The sunflower bends to the west
and already the day falls in its
ruined eye, and the summer air
thickens and already curves the leaves and the smoke
of the construction sites.  This last play of the sky 
fades away with flowing dry clouds
and a screech of lightning.  Still, 
and for years, my dear, we’re stopped by the changing
of the trees crowded within the Circle
of the Navigli.  But it is always our day
and always that sun that goes
with the thread of its affectionate ray.

I’ve no more memories, I do not want to remember;
memory rises from death,
life is without end.  Every day
is ours.  One day will stop forever,
and you with me, when it seems late.
Here on the canal bank, our feet
swinging, like children,
we watch the water, the first branches within
its darkening green color.
And the man who approaches silently
is not hiding a knife in his hands,
but a geranium flower.

Madrigale (madrigal) is an Italian term for a short lyrical poem of amatory character.  Why, per the title, it this “quasi” (“almost”) such a poem?  I think there’s a philosophical element at work here (discussed below) that almost (but not quite) over-tops the love lyric, and there’s also the concern, raised in the final lines, that criminal conduct (not uncommon in post-war Italy, as I understand it), could intrude on the lovers’ scene.  That sociological-type fact does cloud the amatory  mood, if only for a moment.   

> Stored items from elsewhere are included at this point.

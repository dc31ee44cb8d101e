//! Bounded retry ladder for flaky chain reads

use crate::config::RetryConfig;
use rand::{Rng, RngCore};
use std::fmt::Display;
use std::future::Future;
use std::time::Duration;
use tracing::{debug, warn};

/// One immediate attempt, then one more attempt after each delay
#[derive(Debug, Clone, PartialEq, Eq)]
pub struct RetryLadder {
    delays: Vec<Duration>,
    jitter: bool,
}

impl RetryLadder {
    pub fn new(delays: Vec<Duration>, jitter: bool) -> Self {
        Self { delays, jitter }
    }

    pub fn from_config(config: &RetryConfig) -> Self {
        Self::new(
            config
                .delays_ms
                .iter()
                .map(|ms| Duration::from_millis(*ms))
                .collect(),
            config.jitter,
        )
    }

    /// Single attempt, no retries
    pub fn none() -> Self {
        Self::new(Vec::new(), false)
    }

    pub fn max_attempts(&self) -> usize {
        self.delays.len() + 1
    }

    /// Run `op` until it succeeds or the ladder is exhausted; the last error is returned
    pub async fn run<T, E, F, Fut>(&self, operation: &str, mut op: F) -> Result<T, E>
    where
        F: FnMut(usize) -> Fut,
        Fut: Future<Output = Result<T, E>>,
        E: Display,
    {
        let mut attempt = 0;
        loop {
            match op(attempt).await {
                Ok(value) => {
                    if attempt > 0 {
                        debug!(operation, attempt, "Retry succeeded");
                    }
                    return Ok(value);
                }
                Err(err) => {
                    let Some(delay) = self.delay_for(attempt) else {
                        warn!(operation, attempts = attempt + 1, error = %err, "Retry ladder exhausted");
                        return Err(err);
                    };
                    debug!(
                        operation,
                        attempt,
                        delay_ms = delay.as_millis() as u64,
                        error = %err,
                        "Attempt failed, retrying"
                    );
                    tokio::time::sleep(delay).await;
                    attempt += 1;
                }
            }
        }
    }

    fn delay_for(&self, attempt: usize) -> Option<Duration> {
        let delay = *self.delays.get(attempt)?;
        if self.jitter {
            Some(jittered_backoff(&mut rand::thread_rng(), delay))
        } else {
            Some(delay)
        }
    }
}

/// "Equal jitter": the delay lands in `[backoff/2, backoff]`
pub(crate) fn jittered_backoff(rng: &mut impl RngCore, backoff: Duration) -> Duration {
    let backoff_ms = backoff.as_millis() as u64;
    if backoff_ms <= 1 {
        return backoff;
    }
    let half_ms = backoff_ms / 2;
    let jitter_ms = rng.gen_range(0..=half_ms);
    Duration::from_millis(half_ms.saturating_add(jitter_ms))
}

#[cfg(test)]
mod tests {
    use super::*;
    use rand::rngs::StdRng;
    use rand::SeedableRng;
    use std::sync::atomic::{AtomicUsize, Ordering};

    fn ladder(delays_ms: &[u64]) -> RetryLadder {
        RetryLadder::new(
            delays_ms.iter().map(|ms| Duration::from_millis(*ms)).collect(),
            false,
        )
    }

    #[tokio::test]
    async fn test_succeeds_after_failures() {
        let calls = AtomicUsize::new(0);
        let result: Result<u32, String> = ladder(&[1, 1, 1])
            .run("flaky", |attempt| {
                calls.fetch_add(1, Ordering::SeqCst);
                async move {
                    if attempt < 2 {
                        Err(format!("attempt {} failed", attempt))
                    } else {
                        Ok(7)
                    }
                }
            })
            .await;

        assert_eq!(result, Ok(7));
        assert_eq!(calls.load(Ordering::SeqCst), 3);
    }

    #[tokio::test]
    async fn test_exhaustion_returns_last_error() {
        let calls = AtomicUsize::new(0);
        let result: Result<(), String> = ladder(&[1, 1])
            .run("always failing", |attempt| {
                calls.fetch_add(1, Ordering::SeqCst);
                async move { Err(format!("failure {}", attempt)) }
            })
            .await;

        assert_eq!(result, Err("failure 2".to_string()));
        assert_eq!(calls.load(Ordering::SeqCst), 3);
    }

    #[tokio::test]
    async fn test_none_makes_single_attempt() {
        let calls = AtomicUsize::new(0);
        let result: Result<(), &str> = RetryLadder::none()
            .run("once", |_| {
                calls.fetch_add(1, Ordering::SeqCst);
                async { Err("nope") }
            })
            .await;

        assert!(result.is_err());
        assert_eq!(calls.load(Ordering::SeqCst), 1);
    }

    #[test]
    fn test_from_config() {
        let ladder = RetryLadder::from_config(&RetryConfig::default());
        assert_eq!(ladder.max_attempts(), 5);
    }

    #[test]
    fn test_jitter_bounds() {
        let mut rng = StdRng::seed_from_u64(42);
        for _ in 0..100 {
            let delay = jittered_backoff(&mut rng, Duration::from_millis(1_000));
            assert!(delay >= Duration::from_millis(500));
            assert!(delay <= Duration::from_millis(1_000));
        }
        assert_eq!(
            jittered_backoff(&mut rng, Duration::from_millis(1)),
            Duration::from_millis(1)
        );
    }
}
#[tokio::test]
async fn test_erc20_with_allowance_skips_approval() {
    let engine = engine(mock());
    engine.client().set_vrf_cost(U256::from(7u64));
    engine
        .client()
        .set_allowance(USDC, MOCK_ACCOUNT, COIN_TOSS, U256::from(100u64));

    let placed = engine
        .place_bet(&heads(USDC, 100), &PlacementCallbacks::default())
        .await
        .expect("Failed to place bet");

    assert!(engine.client().approvals().is_empty());
    assert_eq!(engine.client().writes().len(), 1);
    // ERC-20 stakes move through the allowance, only the fee is sent as value
    assert_eq!(engine.client().wagers()[0].value, U256::from(7u64));
    assert_eq!(placed.token.symbol, "USDC");
    assert_eq!(placed.token.decimals, 6);
    assert_eq!(engine.metrics().approvals_sent(), 0);
}

#[tokio::test]
async fn test_erc20_shortfall_approves_difference() {
    let engine = engine(mock());
    engine
        .client()
        .set_allowance(USDC, MOCK_ACCOUNT, COIN_TOSS, U256::from(40u64));

    let approved = Arc::new(Mutex::new(None));
    let seen = approved.clone();
    let callbacks = PlacementCallbacks::new().on_approved(move |hash| {
        *seen.lock().unwrap() = Some(hash);
    });

    engine
        .place_bet(&heads(USDC, 50).bet_count(2), &callbacks)
        .await
        .expect("Failed to place bet");

    let approvals = engine.client().approvals();
    assert_eq!(approvals.len(), 1);
    assert_eq!(approvals[0].token, USDC);
    assert_eq!(approvals[0].spender, COIN_TOSS);
    assert_eq!(approvals[0].amount, U256::from(60u64));
    assert!(approved.lock().unwrap().is_some());
    assert_eq!(engine.metrics().approvals_sent(), 1);

    // Approve first, then the wager
    let writes = engine.client().writes();
    assert_eq!(writes.len(), 2);
    assert_eq!(writes[0].to, USDC);
    assert_eq!(writes[1].to, COIN_TOSS);
}

#[tokio::test]
async fn test_allowance_check_can_be_disabled() {
    let engine = engine(mock());

    engine
        .place_bet(&heads(USDC, 100).check_allowance(false), &PlacementCallbacks::default())
        .await
        .expect("Failed to place bet");

    assert!(engine.client().approvals().is_empty());
}

#[tokio::test]
async fn test_foreign_logs_give_event_not_found() {
    let engine = engine(mock());
    let foreign = Log {
        address: Address::repeat_byte(0x99),
        topics: vec![abi::place_bet_topic(CasinoGame::CoinToss)],
        ..Default::default()
    };
    let garbled = Log {
        address: COIN_TOSS,
        topics: vec![abi::place_bet_topic(CasinoGame::CoinToss), H256::zero()],
        data: Bytes::from(vec![1, 2, 3]),
        ..Default::default()
    };
    engine.client().set_receipt_logs(vec![foreign, garbled]);

    let err = engine
        .place_bet(&heads(Address::zero(), 100), &PlacementCallbacks::default())
        .await
        .unwrap_err();

    assert_eq!(err.code(), "EVENT_NOT_FOUND");
    let tx = err.as_transaction().unwrap();
    assert_eq!(tx.context.tx_hash, Some(engine.client().wagers()[0].tx_hash));
    assert_eq!(tx.context.game, Some(CasinoGame::CoinToss));
    assert_eq!(engine.metrics().bets_placed(CasinoGame::CoinToss), 0);
}

#[tokio::test]
async fn test_missing_account() {
    let engine = engine(mock().with_default_account(None));

    let err = engine
        .place_bet(&heads(Address::zero(), 100), &PlacementCallbacks::default())
        .await
        .unwrap_err();

    assert_eq!(err.code(), "ACCOUNT_MISSING");
    assert!(engine.client().writes().is_empty());
}

#[tokio::test]
async fn test_receiver_pays_without_wallet_account() {
    let friend = Address::repeat_byte(0x77);
    let engine = engine(mock().with_default_account(None));

    let placed = engine
        .place_bet(&heads(Address::zero(), 100).receiver(friend), &PlacementCallbacks::default())
        .await
        .expect("Failed to place bet");

    assert_eq!(placed.receiver, friend);
    assert_eq!(engine.client().writes()[0].from, Some(friend));
}

#[tokio::test]
async fn test_undeployed_game() {
    let engine = engine(mock());
    let params = PlaceBetParams::new(
        CasinoGame::Dice,
        GameChoice::dice(50),
        Address::zero(),
        U256::from(100u64),
    );

    let err = engine
        .place_bet(&params, &PlacementCallbacks::default())
        .await
        .unwrap_err();
    assert_eq!(err.code(), "GAME_UNSUPPORTED");
}
//! Randomness fee pricing

use crate::abi;
use crate::common::traits::{CasinoClient, ContractCall};
use crate::errors::{TransactionContext, TransactionError};
use crate::math::apply_buffer;
use crate::retry::RetryLadder;
use crate::tx_error;
use ethers::types::{Address, U256};
use tracing::debug;

/// Current VRF cost of `bet_count` rolls at `gas_price`, raised by `buffer_bp`
#[allow(clippy::too_many_arguments)]
pub async fn quote_vrf_fee<C: CasinoClient + ?Sized>(
    client: &C,
    contract: Address,
    token: Address,
    bet_count: u16,
    gas_price: U256,
    buffer_bp: u32,
    ladder: &RetryLadder,
    ctx: &TransactionContext,
) -> Result<U256, TransactionError> {
    let call = ContractCall::new(contract, abi::encode_get_vrf_cost(token, bet_count)).gas_price(gas_price);

    let answer = ladder
        .run("vrf_cost", |_| {
            let call = call.clone();
            async move { client.read_contract(call).await }
        })
        .await
        .map_err(|e| tx_error!(VrfCostFailed, ctx, "failed to quote randomness fee").with_source(e))?;

    let quoted = abi::decode_u256(&answer)
        .map_err(|e| tx_error!(VrfCostFailed, ctx, "undecodable randomness fee: {}", e))?;
    let fee = apply_buffer(quoted, buffer_bp)
        .map_err(|e| tx_error!(VrfCostFailed, ctx, "randomness fee buffer: {}", e))?;

    debug!(%quoted, %fee, %gas_price, buffer_bp, "Randomness fee quoted");
    Ok(fee)
}
use indexmap::IndexSet;
use std::collections::HashMap;

#[derive(Clone, Copy, PartialEq, Eq, Hash, Debug)]
pub(crate) struct TermId(pub(crate) u32);

#[derive(Clone, Copy, PartialEq, Eq, Hash, Debug)]
pub(crate) struct NontermId(pub(crate) u32);

#[derive(Clone, Copy, PartialEq, Eq, Hash, Debug)]
pub(crate) enum Symbol {
  Term(TermId),
  Nonterm(NontermId),
}

/// A production's right hand side; empty means ε.
pub(crate) type Sequence = Vec<Symbol>;

#[derive(Clone, PartialEq, Eq, Debug)]
pub(crate) struct Nonterm {
  pub(crate) name: String,
  /// alternatives form a set; duplicates are collapsed at interning time
  pub(crate) alts: Vec<Sequence>,
}

/// Interned grammar. Terminal and nonterminal ids index `terms` and
/// `nonterms`; after reduction nonterminal ids are remapped to stay dense.
#[derive(Clone, PartialEq, Eq, Debug)]
pub(crate) struct Cfg {
  pub(crate) terms: Vec<String>,
  pub(crate) term_ids: HashMap<String, TermId>,
  pub(crate) nonterms: Vec<Nonterm>,
  pub(crate) nonterm_ids: HashMap<String, NontermId>,
  pub(crate) start: NontermId,
}

impl Cfg {
  /// Interns a validated grammar. Every symbol must already be known to
  /// be declared; duplicate declarations and duplicate alternatives are
  /// collapsed.
  pub(crate) fn build(
    start: &str,
    terminals: &[&str],
    nonterminals: &[&str],
    productions: &[(&str, Vec<Vec<&str>>)],
  ) -> Cfg {
    let mut terms = Vec::new();
    let mut term_ids = HashMap::new();
    for &name in terminals {
      if !term_ids.contains_key(name) {
        term_ids.insert(name.to_owned(), TermId(terms.len() as u32));
        terms.push(name.to_owned());
      }
    }

    let mut nonterm_names = Vec::new();
    let mut nonterm_ids = HashMap::new();
    for &name in nonterminals {
      if !nonterm_ids.contains_key(name) {
        nonterm_ids.insert(name.to_owned(), NontermId(nonterm_names.len() as u32));
        nonterm_names.push(name.to_owned());
      }
    }

    let mut alt_sets: Vec<IndexSet<Sequence>> =
      vec![IndexSet::new(); nonterm_names.len()];
    for (lhs, alts) in productions {
      let lhs_id = nonterm_ids[*lhs];
      for alt in alts {
        let seq = alt.iter()
          .map(|&name| match term_ids.get(name) {
            Some(&id) => Symbol::Term(id),
            None => Symbol::Nonterm(nonterm_ids[name]),
          })
          .collect();
        alt_sets[lhs_id.0 as usize].insert(seq);
      }
    }

    let nonterms = nonterm_names.into_iter()
      .zip(alt_sets)
      .map(|(name, alts)| Nonterm {
        name,
        alts: alts.into_iter().collect(),
      })
      .collect();

    let start = nonterm_ids[start];
    Cfg {
      terms,
      term_ids,
      nonterms,
      nonterm_ids,
      start,
    }
  }

  pub(crate) fn term_name(&self, id: TermId) -> &str {
    &self.terms[id.0 as usize]
  }

  pub(crate) fn nonterm_name(&self, id: NontermId) -> &str {
    &self.nonterms[id.0 as usize].name
  }

  pub(crate) fn symbol_name(&self, sym: Symbol) -> &str {
    match sym {
      Symbol::Term(id) => self.term_name(id),
      Symbol::Nonterm(id) => self.nonterm_name(id),
    }
  }

  pub(crate) fn alts(&self, id: NontermId) -> &[Sequence] {
    &self.nonterms[id.0 as usize].alts
  }

  /// Flattened productions as (lhs, alternative index, rhs).
  pub(crate) fn prods(&self) -> impl Iterator<Item = (NontermId, usize, &Sequence)> {
    self.nonterms.iter()
      .enumerate()
      .flat_map(|(nt, nonterm)| {
        nonterm.alts.iter()
          .enumerate()
          .map(move |(ix, alt)| (NontermId(nt as u32), ix, alt))
      })
  }
}
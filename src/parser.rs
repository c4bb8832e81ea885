use thiserror::Error;

use crate::cfg::{Cfg, NontermId};
use crate::grammar::Grammar;

mod item;
mod table;

use item::{Item, Marked, Rhs};
use table::{Lookahead, Table};

/// Predictive parser for an LL(1) grammar. Borrows the grammar and never
/// mutates it; the stack and lookahead live only for one `parse` call.
pub struct Parser<'g> {
  grammar: &'g Grammar,
  table: Table,
}

#[derive(Debug, Error, Clone, PartialEq, Eq)]
pub enum ParserError {
  #[error("grammar is not LL(1): {0} conflicting alternative pair(s)")]
  NotLl1(usize),
}

#[derive(Debug, Error, Clone, PartialEq, Eq)]
pub enum ParseError {
  /// The token source produced a symbol outside the terminal alphabet.
  #[error("unknown token: {0}")]
  UnknownToken(String),
  /// Invariant violation: the LL(1) check admitted a grammar whose table
  /// holds competing alternatives for one key.
  #[error("lookahead table is ambiguous for {nonterminal} on {lookahead}")]
  AmbiguousTable {
    nonterminal: String,
    lookahead: String,
  },
}

/// Outcome of driving a token source to acceptance or rejection.
/// Rejection is an ordinary result, not an error.
#[derive(Debug, Clone, PartialEq, Eq)]
pub enum ParseOutcome {
  Accepted,
  Rejected(String),
}

impl ParseOutcome {
  pub fn is_accepted(&self) -> bool {
    matches!(self, ParseOutcome::Accepted)
  }
}

/// Optional callbacks threaded through a parse.
#[derive(Default)]
pub struct Hooks<'h> {
  /// invoked with (lhs, rhs) for every completed production, innermost
  /// first
  pub on_reduce: Option<&'h mut dyn FnMut(&str, &[&str])>,
  /// receives rejection messages
  pub diagnostics: Option<&'h mut dyn FnMut(&str)>,
  /// receives the stack and lookahead at every loop iteration
  pub trace: Option<&'h mut dyn FnMut(&str)>,
}

/// Exactly one action applies to every stack/lookahead configuration;
/// `Stuck` is a final classification, not an unhandled case.
enum Action<'g> {
  Accept,
  Expand(Item<'g>, NontermId),
  Shift,
  Reduce,
  Stuck(Item<'g>),
}

impl<'g> Parser<'g> {
  pub fn new(grammar: &'g Grammar) -> Result<Self, ParserError> {
    let conflicts = grammar.analysis.conflicts.len();
    if conflicts > 0 {
      return Err(ParserError::NotLl1(conflicts));
    }

    let table = Table::build(&grammar.cfg, &grammar.analysis);
    Ok(Parser { grammar, table })
  }

  pub fn grammar(&self) -> &'g Grammar {
    self.grammar
  }

  pub fn parse<I>(&self, tokens: I) -> Result<ParseOutcome, ParseError>
  where
    I: IntoIterator,
    I::Item: AsRef<str>,
  {
    self.parse_with(tokens, Hooks::default())
  }

  pub fn parse_with<I>(
    &self,
    tokens: I,
    mut hooks: Hooks<'_>,
  ) -> Result<ParseOutcome, ParseError>
  where
    I: IntoIterator,
    I::Item: AsRef<str>,
  {
    let cfg = &self.grammar.cfg;
    let mut tokens = tokens.into_iter();
    let mut stack = vec![Item::augmented(cfg.start)];
    let mut lookahead = self.pull(&mut tokens)?;

    loop {
      if let Some(trace) = hooks.trace.as_mut() {
        trace(&render_state(cfg, &stack, lookahead));
      }

      match classify(&stack, lookahead) {
        Action::Accept => return Ok(ParseOutcome::Accepted),

        Action::Expand(top, nonterm) => {
          match self.table.candidates(nonterm, lookahead) {
            &[ix] => {
              let alt = &cfg.alts(nonterm)[ix as usize];
              stack.push(Item::expansion(nonterm, alt));
            }
            &[] => {
              let message = format!(
                "cannot expand {} for lookahead {}",
                top.render(cfg),
                render_lookahead(cfg, lookahead),
              );
              return Ok(reject(message, &mut hooks));
            }
            _ => {
              return Err(ParseError::AmbiguousTable {
                nonterminal: cfg.nonterm_name(nonterm).to_owned(),
                lookahead: render_lookahead(cfg, lookahead),
              });
            }
          }
        }

        Action::Shift => {
          if let Some(top) = stack.last_mut() {
            *top = top.advanced();
          }
          lookahead = self.pull(&mut tokens)?;
        }

        Action::Reduce => {
          if let Some(completed) = stack.pop() {
            if let Some(on_reduce) = hooks.on_reduce.as_mut() {
              if let (Some(lhs), Rhs::Alt(rhs)) = (completed.lhs, completed.rhs) {
                let names: Vec<&str> =
                  rhs.iter().map(|&sym| cfg.symbol_name(sym)).collect();
                on_reduce(cfg.nonterm_name(lhs), &names);
              }
            }
          }
          if let Some(top) = stack.last_mut() {
            *top = top.advanced();
          }
        }

        Action::Stuck(top) => {
          let message = format!(
            "{} could neither be expanded, shifted nor reduced for lookahead {}",
            top.render(cfg),
            render_lookahead(cfg, lookahead),
          );
          return Ok(reject(message, &mut hooks));
        }
      }
    }
  }

  /// An exhausted token source reads as end of input; a symbol outside
  /// the terminal alphabet is an error, never a silent end of input.
  fn pull<I>(&self, tokens: &mut I) -> Result<Lookahead, ParseError>
  where
    I: Iterator,
    I::Item: AsRef<str>,
  {
    match tokens.next() {
      None => Ok(Lookahead::EndOfInput),
      Some(token) => {
        let name = token.as_ref();
        match self.grammar.cfg.term_ids.get(name) {
          Some(&id) => Ok(Lookahead::Term(id)),
          None => Err(ParseError::UnknownToken(name.to_owned())),
        }
      }
    }
  }
}

fn classify<'g>(stack: &[Item<'g>], lookahead: Lookahead) -> Action<'g> {
  if let &[item] = stack {
    if item.lhs.is_none() && item.marker == 1 && lookahead == Lookahead::EndOfInput {
      return Action::Accept;
    }
  }

  // the stack never empties before acceptance
  let top = *stack.last().unwrap();

  match top.marked() {
    Some(Marked::Nonterm(nonterm)) => Action::Expand(top, nonterm),
    Some(Marked::Term(term)) if lookahead == Lookahead::Term(term) => Action::Shift,
    Some(_) => Action::Stuck(top),
    None => {
      if let (&[.., below, _], Some(lhs)) = (stack, top.lhs) {
        if below.marked() == Some(Marked::Nonterm(lhs)) {
          return Action::Reduce;
        }
      }
      Action::Stuck(top)
    }
  }
}

fn reject(message: String, hooks: &mut Hooks<'_>) -> ParseOutcome {
  if let Some(diagnostics) = hooks.diagnostics.as_mut() {
    diagnostics(&message);
  }
  ParseOutcome::Rejected(message)
}

fn render_lookahead(cfg: &Cfg, lookahead: Lookahead) -> String {
  match lookahead {
    Lookahead::Term(id) => format!("'{}'", cfg.term_name(id)),
    Lookahead::EndOfInput => "'EOF'".to_owned(),
  }
}

fn render_state(cfg: &Cfg, stack: &[Item<'_>], lookahead: Lookahead) -> String {
  let items: Vec<String> = stack.iter().map(|item| item.render(cfg)).collect();
  format!("{} {}", items.join(" "), render_lookahead(cfg, lookahead))
}

#[cfg(test)]
mod tests {
  use super::*;
  use pretty_assertions::assert_eq;

  /// a+ as an LL(1) grammar
  fn repetition() -> Grammar {
    Grammar::new(
      "S",
      &["a", "b"],
      &["S", "R"],
      &[
        ("S", vec![vec!["a", "R"]]),
        ("R", vec![vec!["a", "R"], vec![]]),
      ],
    ).unwrap()
  }

  fn expression() -> Grammar {
    Grammar::new(
      "E",
      &["plus", "id"],
      &["E", "E1", "T"],
      &[
        ("E", vec![vec!["T", "E1"]]),
        ("E1", vec![vec!["plus", "T", "E1"], vec![]]),
        ("T", vec![vec!["id"]]),
      ],
    ).unwrap()
  }

  #[test]
  fn non_ll1_grammar_is_refused() {
    let grammar = Grammar::new(
      "S",
      &["a"],
      &["S"],
      &[("S", vec![vec!["a", "S"], vec!["a"]])],
    ).unwrap();

    assert!(!grammar.is_ll1());
    assert_eq!(Parser::new(&grammar).err(), Some(ParserError::NotLl1(1)));
  }

  #[test]
  fn accepts_repetitions() {
    let grammar = repetition();
    let parser = Parser::new(&grammar).unwrap();

    assert_eq!(parser.parse(vec!["a"]).unwrap(), ParseOutcome::Accepted);
    assert_eq!(
      parser.parse(vec!["a", "a", "a"]).unwrap(),
      ParseOutcome::Accepted,
    );
  }

  #[test]
  fn rejects_empty_input() {
    let grammar = repetition();
    let parser = Parser::new(&grammar).unwrap();

    let outcome = parser.parse(Vec::<&str>::new()).unwrap();
    match outcome {
      ParseOutcome::Rejected(message) => {
        assert!(message.contains("cannot expand"));
        assert!(message.contains("'EOF'"));
      }
      ParseOutcome::Accepted => panic!("empty input was accepted"),
    }
  }

  #[test]
  fn rejects_undigestible_terminal() {
    let grammar = repetition();
    let parser = Parser::new(&grammar).unwrap();

    // b is a declared terminal no production can consume
    let outcome = parser.parse(vec!["a", "b"]).unwrap();
    assert!(!outcome.is_accepted());
  }

  #[test]
  fn rejects_premature_end() {
    let grammar = expression();
    let parser = Parser::new(&grammar).unwrap();

    let outcome = parser.parse(vec!["id", "plus"]).unwrap();
    match outcome {
      ParseOutcome::Rejected(message) => assert!(message.contains("'EOF'")),
      ParseOutcome::Accepted => panic!("truncated input was accepted"),
    }
  }

  #[test]
  fn unknown_token_is_an_error_not_a_rejection() {
    let grammar = repetition();
    let parser = Parser::new(&grammar).unwrap();

    assert_eq!(
      parser.parse(vec!["a", "x"]).err(),
      Some(ParseError::UnknownToken("x".to_owned())),
    );
  }

  #[test]
  fn reduce_hook_sees_completed_productions() {
    let grammar = repetition();
    let parser = Parser::new(&grammar).unwrap();

    let mut reductions = Vec::new();
    let mut on_reduce = |lhs: &str, rhs: &[&str]| {
      reductions.push(format!("{} -> {}", lhs, rhs.join(" ")));
    };
    let outcome = parser
      .parse_with(vec!["a", "a"], Hooks {
        on_reduce: Some(&mut on_reduce),
        ..Hooks::default()
      })
      .unwrap();

    assert!(outcome.is_accepted());
    assert_eq!(
      reductions,
      vec![
        "R -> ".to_owned(),
        "R -> a R".to_owned(),
        "S -> a R".to_owned(),
      ],
    );
  }

  #[test]
  fn diagnostics_and_trace_sinks() {
    let grammar = expression();
    let parser = Parser::new(&grammar).unwrap();

    let mut messages = Vec::new();
    let mut steps = 0usize;
    let mut diagnostics = |message: &str| messages.push(message.to_owned());
    let mut trace = |_: &str| steps += 1;
    let outcome = parser
      .parse_with(vec!["id", "plus"], Hooks {
        diagnostics: Some(&mut diagnostics),
        trace: Some(&mut trace),
        ..Hooks::default()
      })
      .unwrap();

    assert!(!outcome.is_accepted());
    assert_eq!(messages.len(), 1);
    assert!(steps > 0);
    match outcome {
      ParseOutcome::Rejected(message) => assert_eq!(messages[0], message),
      ParseOutcome::Accepted => unreachable!(),
    }
  }

  #[test]
  fn nullable_start_accepts_empty_input() {
    let grammar = Grammar::new(
      "S",
      &["a"],
      &["S"],
      &[("S", vec![vec!["a"], vec![]])],
    ).unwrap();
    let parser = Parser::new(&grammar).unwrap();

    assert!(parser.parse(Vec::<&str>::new()).unwrap().is_accepted());
    assert!(parser.parse(vec!["a"]).unwrap().is_accepted());
    assert!(!parser.parse(vec!["a", "a"]).unwrap().is_accepted());
  }
}
use std::collections::HashMap;

use crate::analysis::Analysis;
use crate::cfg::{Cfg, NontermId, TermId};

/// The parser's view of the next input symbol.
#[derive(Clone, Copy, PartialEq, Eq, Hash, Debug)]
pub(super) enum Lookahead {
  Term(TermId),
  EndOfInput,
}

/// Maps (nonterminal, lookahead) to the candidate alternatives. For an
/// LL(1) grammar every key holds exactly one candidate; the parse loop
/// still checks, since more than one would mean the conflict detection
/// and this table disagree.
pub(super) struct Table {
  /// indexed by nonterminal; values are alternative indices
  rows: Vec<HashMap<Lookahead, Vec<u16>>>,
}

impl Table {
  pub(super) fn build(cfg: &Cfg, analysis: &Analysis) -> Table {
    let mut rows: Vec<HashMap<Lookahead, Vec<u16>>> =
      vec![HashMap::new(); cfg.nonterms.len()];

    for (lhs, ix, alt) in cfg.prods() {
      let lookaheads = analysis.lookahead_set(lhs, alt);
      let row = &mut rows[lhs.0 as usize];
      for term in lookaheads.terms.iter() {
        row.entry(Lookahead::Term(TermId(term as u32)))
          .or_insert_with(Vec::new)
          .push(ix as u16);
      }
      if lookaheads.eof {
        row.entry(Lookahead::EndOfInput)
          .or_insert_with(Vec::new)
          .push(ix as u16);
      }
    }

    Table { rows }
  }

  pub(super) fn candidates(&self, nonterm: NontermId, lookahead: Lookahead) -> &[u16] {
    self.rows[nonterm.0 as usize]
      .get(&lookahead)
      .map(|candidates| &candidates[..])
      .unwrap_or(&[])
  }
}

#[cfg(test)]
mod tests {
  use super::*;
  use crate::grammar::Grammar;
  use pretty_assertions::assert_eq;

  #[test]
  fn deterministic_dispatch() {
    let grammar = Grammar::new(
      "E",
      &["plus", "id"],
      &["E", "E'", "T"],
      &[
        ("E", vec![vec!["T", "E'"]]),
        ("E'", vec![vec!["plus", "T", "E'"], vec![]]),
        ("T", vec![vec!["id"]]),
      ],
    ).unwrap();
    let table = Table::build(&grammar.cfg, &grammar.analysis);

    let e1 = grammar.cfg.nonterm_ids["E'"];
    let plus = grammar.cfg.term_ids["plus"];
    let id = grammar.cfg.term_ids["id"];

    // E' expands to `plus T E'` on plus and to ε at end of input
    assert_eq!(table.candidates(e1, Lookahead::Term(plus)), &[0]);
    assert_eq!(table.candidates(e1, Lookahead::EndOfInput), &[1]);
    assert_eq!(table.candidates(e1, Lookahead::Term(id)), &[] as &[u16]);
  }
}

As for the poem itself, its first six lines, comprising two sentences, marvelously set the scene.  The first sentence, with its four uses of “and” and two of “already,” neatly conveys the rush of observations at the quickly approach end of day –  its compound structure and length make it  literally almost breathtaking.   I like too how the “ruined eye” of the sunflower, and the active construction sites seem true to – reflects – what the historical record says about post-war Milan (the city had been heavily bombed, and there was a diligent efforts to rebuild).  The second sentence’s “last play of the sky” brings a sense of theatrical drama to the scene, while the described action of the clouds and screech of lightning adds movement and sound.  

In the final lines of the first stanza the poet’s subjective view becomes primary.  I love how  Quasimodo here says change – the transitory day’s end –  is stopped (in the implied minds and hearts of the lovers) by change itself (that which they observe in the trees) itself.  Of course, it’s the  act of noticing that frames the moment and powers this halt of time.  These lines also further anchor the scene by referencing the Naviglia district.  This a very local poem with – as you see from reading it – a most universal subject.   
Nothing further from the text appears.